Evet, Sizce çaresizlik nedir gerçekten, hiç çaresiz olmadığınız halde, hatta çaresiz olmanızı gerektiren bir hal ve durumunuz olmadığı halde, çaresiz olmak, çaresiz kalmak nedir, bilir misiniz?

--Bazen şaka yollu da olsa Anne-Babam, Öğretmenlerim ile konuşur iken, ben onlara neden böyle yetiştirdiniz diye, onlar da "haklısın, biz de her şeyin bu kadar bozulacağını düşünemedik" diye karşılıklı takılırız birbirimize.

--Tamam dünya değişiyor, dönüşüyor. Ne iyi ne güzel. Hatta Dünya ekonomik göstergelere göre en gelişmiş ve en refah dönemini yaşıyoruz istatistikler ile kağıt üstünde.

--Hatta "KİŞİ BAŞINA 'düşen' MİLLİ GELİR" dedikleri bir şey var ki inanılmaz. Bütün Toplam gelirleri, Dünyada ya da Ülkede kaç insan var ise, o rakama böl, al sana "Kişi Başına Gelir".

--Ya maden o kadar zenginiz de, bu köşe başlarında, dam diplerinde kar'dakış'da sefil-üstte yok kıç'da yok soğuk da leş gibi serilip aç aç, sefil sefil kıvranıp yatanlar ne?

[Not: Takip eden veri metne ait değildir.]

//! Init command - write a commented configuration file for first-time users

use std::fs;
use std::path::{Path, PathBuf};

use crate::APP_NAME;
use crate::config::ConfigError;

/// Commented configuration written by `--make-init-config`
pub const DEFAULT_CONFIG: &str = include_str!("../default.toml");

const CONFIG_FILE: &str = "config.toml";
const BACKUP_EXTENSION: &str = "old.toml";

/// Where the initial configuration goes for a user whose home is `home`
///
/// `~/.config/rofi-search/config.toml` when `~/.config` exists, else
/// `~/.rofi-search/config.toml`.
#[must_use]
pub fn init_config_path(home: &Path) -> PathBuf {
    let config_dir = home.join(".config");
    if config_dir.is_dir() {
        config_dir.join(APP_NAME).join(CONFIG_FILE)
    } else {
        home.join(format!(".{APP_NAME}")).join(CONFIG_FILE)
    }
}

/// Write [`DEFAULT_CONFIG`] to `destination`
///
/// An existing file is first renamed to `config.old.toml`; its new path is
/// returned.
///
/// # Errors
///
/// Returns `ConfigError::Write` if the directory, the backup or the file
/// cannot be written.
pub fn write_init_config(destination: &Path) -> Result<Option<PathBuf>, ConfigError> {
    let write_error = |path: &Path| {
        let path = path.to_path_buf();
        move |source: std::io::Error| ConfigError::Write { path, source }
    };

    if let Some(parent) = destination.parent() {
        fs::create_dir_all(parent).map_err(write_error(parent))?;
    }

    let backup = if destination.is_file() {
        let backup = destination.with_extension(BACKUP_EXTENSION);
        fs::rename(destination, &backup).map_err(write_error(&backup))?;
        Some(backup)
    } else {
        None
    };

    fs::write(destination, DEFAULT_CONFIG).map_err(write_error(destination))?;
    Ok(backup)
}

/// Execute the init command
///
/// # Errors
///
/// Returns `ConfigError` if the home directory is unknown or the file
/// cannot be written.
pub fn execute() -> Result<(), ConfigError> {
    let home = dirs::home_dir().ok_or(ConfigError::NoHomeDirectory)?;
    let destination = init_config_path(&home);

    if let Some(backup) = write_init_config(&destination)? {
        println!("Backed up previous config file to {}.", backup.display());
    }
    println!("Initial config file created at {}.", destination.display());
    Ok(())
}

#[cfg(test)]
mod tests {
    use super::*;
    use crate::config::{ConfigParser, Configuration};

    #[test]
    fn test_init_path_prefers_xdg() {
        let home = tempfile::tempdir().unwrap();
        assert_eq!(
            init_config_path(home.path()),
            home.path().join(".rofi-search/config.toml")
        );

        fs::create_dir(home.path().join(".config")).unwrap();
        assert_eq!(
            init_config_path(home.path()),
            home.path().join(".config/rofi-search/config.toml")
        );
    }

    #[test]
    fn test_write_creates_directory() {
        let home = tempfile::tempdir().unwrap();
        let destination = home.path().join(".rofi-search/config.toml");

        assert_eq!(write_init_config(&destination).unwrap(), None);
        assert_eq!(fs::read_to_string(&destination).unwrap(), DEFAULT_CONFIG);
    }

    #[test]
    fn test_existing_file_is_backed_up() {
        let dir = tempfile::tempdir().unwrap();
        let destination = dir.path().join("config.toml");
        fs::write(&destination, "[main]\nlang = \"it\"\n").unwrap();

        let backup = write_init_config(&destination).unwrap().unwrap();
        assert_eq!(backup, dir.path().join("config.old.toml"));
        assert_eq!(fs::read_to_string(&backup).unwrap(), "[main]\nlang = \"it\"\n");
        assert_eq!(fs::read_to_string(&destination).unwrap(), DEFAULT_CONFIG);
    }

    #[test]
    fn test_default_config_loads() {
        let dir = tempfile::tempdir().unwrap();
        let destination = dir.path().join("config.toml");
        write_init_config(&destination).unwrap();

        let mut config = Configuration::default();
        assert!(ConfigParser::new(&mut config).load_file(&destination).unwrap());
        assert_eq!(config.customization.width, 50);
        assert!(config.browsers.preferred.is_empty());
    }
}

--Ne garip yaratıklarız biz, şu insanoğlu olarak. Her denene inanan, herkesin biri birini kandırdığı-kandırmaya çalıştığı bir düzen içerisinde bal gibi/gül gibi yaşayıp gidiyoruz; sanıyoruz.

--Aslında birçok kişinin böyle bir sorunuda yok. Herkes "gemisini Kurtaran Kaptan Olur" havasında. İyi de, farkında olmadıkları bu. Ey Allahın uyanıkları, NUHUN GEMİSİ BİLE, AĞRI DAĞININ TEPESİNDE KAYIP!..

--Gideceğiniz başka bir yer ve biri birinizden ayrı-gayrı kurtarabileceğiniz bir şey yok. Kocaman sandığınız dünya, sandığınızdan da çok küçük.

--KANDIRMAK.

--Evet, kandırmak ne garip bir duygu. Ütmeyi, aşırmayı bir kenara bırakıyorum haydi onlar bir şekilde farkında olunabilecek şeyler ve sonuçlar.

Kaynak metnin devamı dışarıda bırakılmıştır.